Today, we witness how this arbitrary line continues to serve as both excuse and mechanism for ripping communities and families apart. Take the institution of “zero-tolerance” policies in the spring of 2018 against families crossing the border to request asylum via immigrant detention and deportation processes. Or the desecration of Kumeyaay ancestral burial land to make way for new segments of fencing.
At the same time, we also witness citizens working, studying, and living along and across the border, thus defying the border’s capacity to fragment or isolate. We see this in daily commutes, in the “smuggling” of second-hand goods from San Diego for resale in Tijuana, in networks of binational Indigenous organizing, and in individuals sustaining cross-border relationships. These are but a few examples of how border citizens enact a politics of refusal: insisting on connection amid a push toward division.
Such lives and actions prefigure an alternative form of citizenship (what scholar Matthew Longo has called a “borderland citizenship”) that emerges regionally and exceeds the bounds and logic of the nation-state. In cutting across the border, they point the way to new parameters for belonging and political participation.
Since founding Cog•nate Collective in 2010, we have been developing community-based research and binational artistic interventions that trace this emergent political identity through the model of the agora: public squares at the center of ancient city-states that hosted marketplaces and political debate concurrently, becoming cradles of democracy. Our creative projects test if and how present-day public marketplaces can sustain cross-border networks of cultural, social, and economic exchange, and incubate new forms of cohabitation and governance.
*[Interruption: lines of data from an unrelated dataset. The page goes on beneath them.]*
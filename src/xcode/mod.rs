//! In-memory model of Xcode project, workspace and scheme files.
//!
//! Generators build these values; [`crate::ops::writer`] serializes them.

mod file_type;
mod object;
mod pbxproj;
mod scheme;
mod workspace_data;

pub use file_type::last_known_file_type;
pub use object::{
    subfolder, BuildConfigurationObject, BuildFile, BuildPhase, ConfigurationList,
    CopyFilesBuildPhase, FileReference, Group, NativeTarget, ObjectId, PbxObject, ProjectObject,
    ShellScriptBuildPhase, SourceTree, TargetDependency, VersionGroup, DEFAULT_BUILD_ACTION_MASK,
};
pub use pbxproj::PbxProj;
pub use scheme::{
    BuildActionDocument, BuildActionEntry, BuildableReference, ExecutionActionDocument,
    LaunchActionDocument, SchemeDocument, TestActionDocument, Testable,
};
pub use workspace_data::{WorkspaceData, WorkspaceDataElement};
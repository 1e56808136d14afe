//! Embedding, search paths and link phases of native targets.

use std::collections::BTreeSet;
use std::path::{Path, PathBuf};

use crate::core::dependency::SdkStatus;
use crate::core::settings::{BuildSettings, SettingValue, INHERITED};
use crate::graph::DependencyReference;
use crate::util::fs::{file_name, path_string, relative_string};
use crate::xcode::{
    subfolder, BuildFile, BuildPhase, CopyFilesBuildPhase, ObjectId, PbxObject, PbxProj,
    ShellScriptBuildPhase, DEFAULT_BUILD_ACTION_MASK,
};

use super::build_phase::TargetContext;
use super::errors::GeneratorError;

/// Script of the embed phase when nothing needs embedding.
pub const NOTHING_TO_EMBED: &str = "echo \"Skipping, nothing to be embedded.\"";

/// `buildActionMask` of the phony copy phase ordering static dependencies.
const COPY_PRODUCTS_ACTION_MASK: u32 = 8;

/// Generates the link related phases and settings of a target.
pub struct LinkGenerator<'a> {
    /// Command embed scripts invoke, e.g. `dockyard`
    embed_command: &'a str,
}

impl<'a> LinkGenerator<'a> {
    pub fn new(embed_command: &'a str) -> Self {
        LinkGenerator { embed_command }
    }

    pub fn generate_links(&self, proj: &mut PbxProj, ctx: &TargetContext<'_>) -> Result<(), GeneratorError> {
        let project_path = &ctx.project.path;
        let name = &ctx.target.name;
        let embeddable = ctx.graph.embeddable_frameworks(project_path, name);
        let linkable = ctx.graph.linkable_dependencies(project_path, name);

        self.generate_embed_phases(proj, ctx, &embeddable)?;
        self.setup_search_paths(proj, ctx, &linkable)?;
        self.generate_linking_phase(proj, ctx, &linkable)?;
        self.generate_copy_products_phase(proj, ctx)?;
        Ok(())
    }

    fn generate_embed_phases(
        &self,
        proj: &mut PbxProj,
        ctx: &TargetContext<'_>,
        dependencies: &[DependencyReference],
    ) -> Result<(), GeneratorError> {
        let mut script = Vec::new();
        let mut input_paths = Vec::new();
        let mut output_paths = Vec::new();
        let mut embedded = Vec::new();

        for dependency in dependencies {
            match dependency {
                DependencyReference::Absolute(path) => {
                    let relative = relative_string(ctx.source_root, path);
                    script.push(format!("{} embed {}", self.embed_command, relative));
                    input_paths.push(format!("$(SRCROOT)/{}", relative));
                    output_paths.push(format!(
                        "$(BUILT_PRODUCTS_DIR)/$(FRAMEWORKS_FOLDER_PATH)/{}",
                        file_name(path)
                    ));
                }
                DependencyReference::Product(product) => {
                    embedded.push((product, product_reference(ctx, product)?));
                }
                DependencyReference::Sdk { .. } => {}
            }
        }

        let shell_script = if script.is_empty() {
            NOTHING_TO_EMBED.to_string()
        } else {
            script.join("\n")
        };
        let mut precompiled = ShellScriptBuildPhase::new("Embed Precompiled Frameworks", shell_script);
        precompiled.input_paths = input_paths;
        precompiled.output_paths = output_paths;
        let id = proj.add(
            &ctx.key("embed-precompiled"),
            PbxObject::ShellScriptBuildPhase(precompiled),
        );
        ctx.push_phase(proj, id);

        let files = embedded
            .into_iter()
            .map(|(product, file_ref)| {
                let mut settings = BuildSettings::new();
                settings.insert(
                    "ATTRIBUTES".to_string(),
                    SettingValue::Array(vec!["CodeSignOnCopy".to_string()]),
                );
                proj.add(
                    &ctx.key(&format!("embed:{}", product)),
                    PbxObject::BuildFile(BuildFile { file_ref, settings }),
                )
            })
            .collect();
        let id = proj.add(
            &ctx.key("embed-frameworks"),
            PbxObject::CopyFilesBuildPhase(CopyFilesBuildPhase {
                name: "Embed Frameworks".to_string(),
                build_action_mask: DEFAULT_BUILD_ACTION_MASK,
                dst_path: String::new(),
                dst_subfolder_spec: subfolder::FRAMEWORKS,
                files,
                run_only_for_deployment_postprocessing: false,
            }),
        );
        ctx.push_phase(proj, id);
        Ok(())
    }

    fn setup_search_paths(
        &self,
        proj: &mut PbxProj,
        ctx: &TargetContext<'_>,
        linkable: &[DependencyReference],
    ) -> Result<(), GeneratorError> {
        let project_path = &ctx.project.path;
        let name = &ctx.target.name;

        let framework_paths: BTreeSet<PathBuf> = linkable
            .iter()
            .filter_map(|dependency| match dependency {
                DependencyReference::Absolute(path) => path.parent().map(Path::to_path_buf),
                _ => None,
            })
            .collect();
        let framework_paths: Vec<PathBuf> = framework_paths.into_iter().collect();

        for (setting, paths) in [
            ("FRAMEWORK_SEARCH_PATHS", framework_paths),
            (
                "HEADER_SEARCH_PATHS",
                ctx.graph.libraries_public_headers_folders(project_path, name),
            ),
            (
                "LIBRARY_SEARCH_PATHS",
                ctx.graph.libraries_search_paths(project_path, name),
            ),
            (
                "SWIFT_INCLUDE_PATHS",
                ctx.graph.libraries_swift_include_paths(project_path, name),
            ),
        ] {
            append_search_paths(proj, ctx, setting, &paths)?;
        }
        Ok(())
    }

    fn generate_linking_phase(
        &self,
        proj: &mut PbxProj,
        ctx: &TargetContext<'_>,
        dependencies: &[DependencyReference],
    ) -> Result<(), GeneratorError> {
        let mut resolved = Vec::with_capacity(dependencies.len());
        for dependency in dependencies {
            let entry = match dependency {
                DependencyReference::Absolute(path) => {
                    let file_ref = ctx.files.element(path).cloned().ok_or_else(|| {
                        GeneratorError::MissingFileReference { path: path.clone() }
                    })?;
                    (path_string(path), file_ref, None)
                }
                DependencyReference::Product(product) => {
                    (format!("product:{}", product), product_reference(ctx, product)?, None)
                }
                DependencyReference::Sdk { path, status } => {
                    let file_ref = ctx.files.sdk(path).cloned().ok_or_else(|| {
                        GeneratorError::MissingFileReference { path: path.clone() }
                    })?;
                    let attribute = (*status == SdkStatus::Optional).then_some("Weak");
                    (format!("sdk:{}", path_string(path)), file_ref, attribute)
                }
            };
            resolved.push(entry);
        }

        let files = resolved
            .into_iter()
            .map(|(key, file_ref, attribute)| {
                let mut settings = BuildSettings::new();
                if let Some(attribute) = attribute {
                    settings.insert(
                        "ATTRIBUTES".to_string(),
                        SettingValue::Array(vec![attribute.to_string()]),
                    );
                }
                proj.add(
                    &ctx.key(&format!("frameworks:{}", key)),
                    PbxObject::BuildFile(BuildFile { file_ref, settings }),
                )
            })
            .collect();
        let id = proj.add(
            &ctx.key("frameworks"),
            PbxObject::FrameworksBuildPhase(BuildPhase::new(files)),
        );
        ctx.push_phase(proj, id);
        Ok(())
    }

    /// A static product cannot link its static dependencies, so a copy phase
    /// that never runs makes the build wait for them instead.
    fn generate_copy_products_phase(
        &self,
        proj: &mut PbxProj,
        ctx: &TargetContext<'_>,
    ) -> Result<(), GeneratorError> {
        if !ctx.target.product.is_static() {
            return Ok(());
        }

        let dependencies = ctx
            .graph
            .static_dependencies(&ctx.project.path, &ctx.target.name);
        let mut resolved = Vec::new();
        for dependency in &dependencies {
            if let DependencyReference::Product(product) = dependency {
                resolved.push((product, product_reference(ctx, product)?));
            }
        }
        if resolved.is_empty() {
            return Ok(());
        }

        let files = resolved
            .into_iter()
            .map(|(product, file_ref)| {
                proj.add(
                    &ctx.key(&format!("dependencies:{}", product)),
                    PbxObject::BuildFile(BuildFile {
                        file_ref,
                        settings: Default::default(),
                    }),
                )
            })
            .collect();
        let id = proj.add(
            &ctx.key("dependencies"),
            PbxObject::CopyFilesBuildPhase(CopyFilesBuildPhase {
                name: "Dependencies".to_string(),
                build_action_mask: COPY_PRODUCTS_ACTION_MASK,
                dst_path: String::new(),
                dst_subfolder_spec: subfolder::PRODUCTS_DIRECTORY,
                files,
                run_only_for_deployment_postprocessing: true,
            }),
        );
        ctx.push_phase(proj, id);
        Ok(())
    }
}

fn product_reference(ctx: &TargetContext<'_>, product: &str) -> Result<ObjectId, GeneratorError> {
    ctx.files
        .product(product)
        .cloned()
        .ok_or_else(|| GeneratorError::MissingProduct {
            name: product.to_string(),
        })
}

/// Append `$(SRCROOT)` relative paths to a setting of every configuration
/// of the target.
fn append_search_paths(
    proj: &mut PbxProj,
    ctx: &TargetContext<'_>,
    setting: &str,
    paths: &[PathBuf],
) -> Result<(), GeneratorError> {
    let missing = || GeneratorError::MissingConfigurationList {
        target: ctx.target.name.clone(),
    };
    let list = proj
        .native_target(ctx.native_target)
        .and_then(|t| t.build_configuration_list.clone())
        .ok_or_else(missing)?;
    let configurations = proj
        .configuration_list(&list)
        .map(|l| l.build_configurations.clone())
        .ok_or_else(missing)?;

    if paths.is_empty() {
        return Ok(());
    }
    let value = paths
        .iter()
        .map(|p| format!("$(SRCROOT)/{}", relative_string(ctx.source_root, p)))
        .collect::<Vec<_>>()
        .join(" ");

    for id in &configurations {
        if let Some(configuration) = proj.build_configuration_mut(id) {
            let existing = configuration
                .build_settings
                .get(setting)
                .and_then(SettingValue::as_str)
                .unwrap_or(INHERITED)
                .to_string();
            configuration.build_settings.insert(
                setting.to_string(),
                SettingValue::String(format!("{} {}", existing, value)),
            );
        }
    }
    Ok(())
}
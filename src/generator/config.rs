//! Build configurations of projects and targets.

use std::path::Path;

use crate::core::project::Project;
use crate::core::settings::{merge_settings, BuildConfiguration, BuildSettings, Settings, SettingValue};
use crate::core::target::{Platform, Product};
use crate::util::fs::{path_string, relative_string};
use crate::xcode::{BuildConfigurationObject, ConfigurationList, ObjectId, PbxObject, PbxProj};

use super::build_phase::TargetContext;
use super::errors::GeneratorError;
use super::file_elements::ProjectFileElements;
use super::settings_provider::DefaultSettingsProvider;

/// Configuration selected when none is specified.
const DEFAULT_CONFIGURATION: BuildConfiguration = BuildConfiguration::Release;

/// Generates configuration lists.
pub struct ConfigGenerator<'a> {
    provider: DefaultSettingsProvider,
    /// `SWIFT_VERSION` of targets that do not set one
    swift_version: &'a str,
}

impl<'a> ConfigGenerator<'a> {
    pub fn new(swift_version: &'a str) -> Self {
        ConfigGenerator {
            provider: DefaultSettingsProvider,
            swift_version,
        }
    }

    /// Add the configuration list of a project.
    pub fn generate_project_config(
        &self,
        proj: &mut PbxProj,
        project: &Project,
        files: &ProjectFileElements<'_>,
    ) -> Result<ObjectId, GeneratorError> {
        let key = path_string(&project.path);
        let mut configurations = Vec::with_capacity(BuildConfiguration::ALL.len());

        for config in BuildConfiguration::ALL {
            let mut settings = self.provider.project_settings(config);
            let base_configuration = apply_user_settings(&mut settings, &project.settings, config, files)?;
            configurations.push(proj.add(
                &format!("{}:config:{}", key, config.name()),
                PbxObject::BuildConfiguration(BuildConfigurationObject {
                    name: config.name().to_string(),
                    build_settings: settings,
                    base_configuration_reference: base_configuration,
                }),
            ));
        }

        Ok(add_list(proj, &format!("{}:configs", key), configurations))
    }

    /// Add the configuration list of a target and attach it to the target.
    pub fn generate_target_config(&self, proj: &mut PbxProj, ctx: &TargetContext<'_>) -> Result<ObjectId, GeneratorError> {
        let target = ctx.target;
        let user = target.settings.clone().unwrap_or_default();
        let mut configurations = Vec::with_capacity(BuildConfiguration::ALL.len());

        for config in BuildConfiguration::ALL {
            let mut settings = self.provider.target_settings(target, config);
            let base_configuration = apply_user_settings(&mut settings, &user, config, ctx.files)?;
            self.force_target_settings(&mut settings, ctx);

            configurations.push(proj.add(
                &ctx.key(&format!("config:{}", config.name())),
                PbxObject::BuildConfiguration(BuildConfigurationObject {
                    name: config.name().to_string(),
                    build_settings: settings,
                    base_configuration_reference: base_configuration,
                }),
            ));
        }

        let list = add_list(proj, &ctx.key("configs"), configurations);
        if let Some(native) = proj.native_target_mut(ctx.native_target) {
            native.build_configuration_list = Some(list.clone());
        }
        Ok(list)
    }

    /// Settings derived from the target itself; they win over anything the
    /// manifest declares.
    fn force_target_settings(&self, settings: &mut BuildSettings, ctx: &TargetContext<'_>) {
        let target = ctx.target;
        let mut set = |key: &str, value: String| {
            settings.insert(key.to_string(), SettingValue::String(value));
        };

        set("PRODUCT_BUNDLE_IDENTIFIER", target.bundle_id.clone());
        if let Some(info_plist) = &target.info_plist {
            set("INFOPLIST_FILE", srcroot(ctx.source_root, info_plist));
        }
        if let Some(entitlements) = &target.entitlements {
            set("CODE_SIGN_ENTITLEMENTS", srcroot(ctx.source_root, entitlements));
        }
        set("SDKROOT", target.platform.sdk_root().to_string());
        set("SUPPORTED_PLATFORMS", target.platform.supported_platforms().to_string());
        if target.product == Product::StaticFramework {
            set("MACH_O_TYPE", "staticlib".to_string());
        }
        if let Some(deployment) = &target.deployment_target {
            set(target.platform.deployment_target_key(), deployment.version.clone());
            if target.platform == Platform::Ios && !deployment.devices.is_empty() {
                set("TARGETED_DEVICE_FAMILY", deployment.device_family());
            }
        }
        if target.product.is_tests_bundle() {
            if let Some(app) = ctx.graph.app_dependency(&ctx.project.path, &target.name) {
                set("TEST_TARGET_NAME", app.target.product_name().to_string());
                if target.product == Product::UnitTests {
                    set(
                        "TEST_HOST",
                        format!(
                            "$(BUILT_PRODUCTS_DIR)/{}/{}",
                            app.target.product_name_with_extension(),
                            app.target.product_name()
                        ),
                    );
                    set("BUNDLE_LOADER", "$(TEST_HOST)".to_string());
                }
            }
        }

        if !settings.contains_key("SWIFT_VERSION") {
            settings.insert(
                "SWIFT_VERSION".to_string(),
                SettingValue::from(self.swift_version),
            );
        }
    }
}

/// Merge the declared base and per-configuration settings onto `settings`,
/// returning the element of the configuration's xcconfig file.
fn apply_user_settings(
    settings: &mut BuildSettings,
    user: &Settings,
    config: BuildConfiguration,
    files: &ProjectFileElements<'_>,
) -> Result<Option<ObjectId>, GeneratorError> {
    merge_settings(settings, &user.base);
    let Some(configuration) = user.configuration(config) else {
        return Ok(None);
    };
    merge_settings(settings, &configuration.settings);

    configuration
        .xcconfig
        .as_ref()
        .map(|xcconfig| {
            files
                .element(xcconfig)
                .cloned()
                .ok_or_else(|| GeneratorError::MissingFileReference {
                    path: xcconfig.clone(),
                })
        })
        .transpose()
}

fn add_list(proj: &mut PbxProj, key: &str, configurations: Vec<ObjectId>) -> ObjectId {
    proj.add(
        key,
        PbxObject::ConfigurationList(ConfigurationList {
            build_configurations: configurations,
            default_configuration_is_visible: false,
            default_configuration_name: DEFAULT_CONFIGURATION.name().to_string(),
        }),
    )
}

fn srcroot(source_root: &Path, path: &Path) -> String {
    format!("$(SRCROOT)/{}", relative_string(source_root, path))
}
In dialogue with artists, scholars and community organizers, we reimagined the borders of our communities, locally, and (inter)nationally for an exhibition at Grand Central Art Center in Santa Ana, California, in the spring of 2018. There we documented how cultural exchange and informal economic activity in marketplaces can set the stage for relational practices of solidarity-building and agency-building through community networks. The monograph and catalogue for the exhibition Regionalia (released in February 2020) builds on these conversations, to further trace this nascent citizenship in a moment where the need to challenge how parameters of citizenship are drawn grows increasingly urgent.
In the last months, the conflagration of crises over health, racial violence, and climate change have rendered in stark terms how institutionalized exclusion and disenfranchisement lead to what the prison abolitionist and scholar Ruth Wilson Gilmore calls “group-differentiated vulnerability to premature death.”
In the face of crises—and national policies that insist on sowing division by criminalizing communities and weaponizing lines drawn on a map—we continue to ask how culture can help us bind ourselves with and to one another as co-inhabitants of a trans-border region.
We do this realizing that it will be at the seams where we must learn how to sew ourselves back together.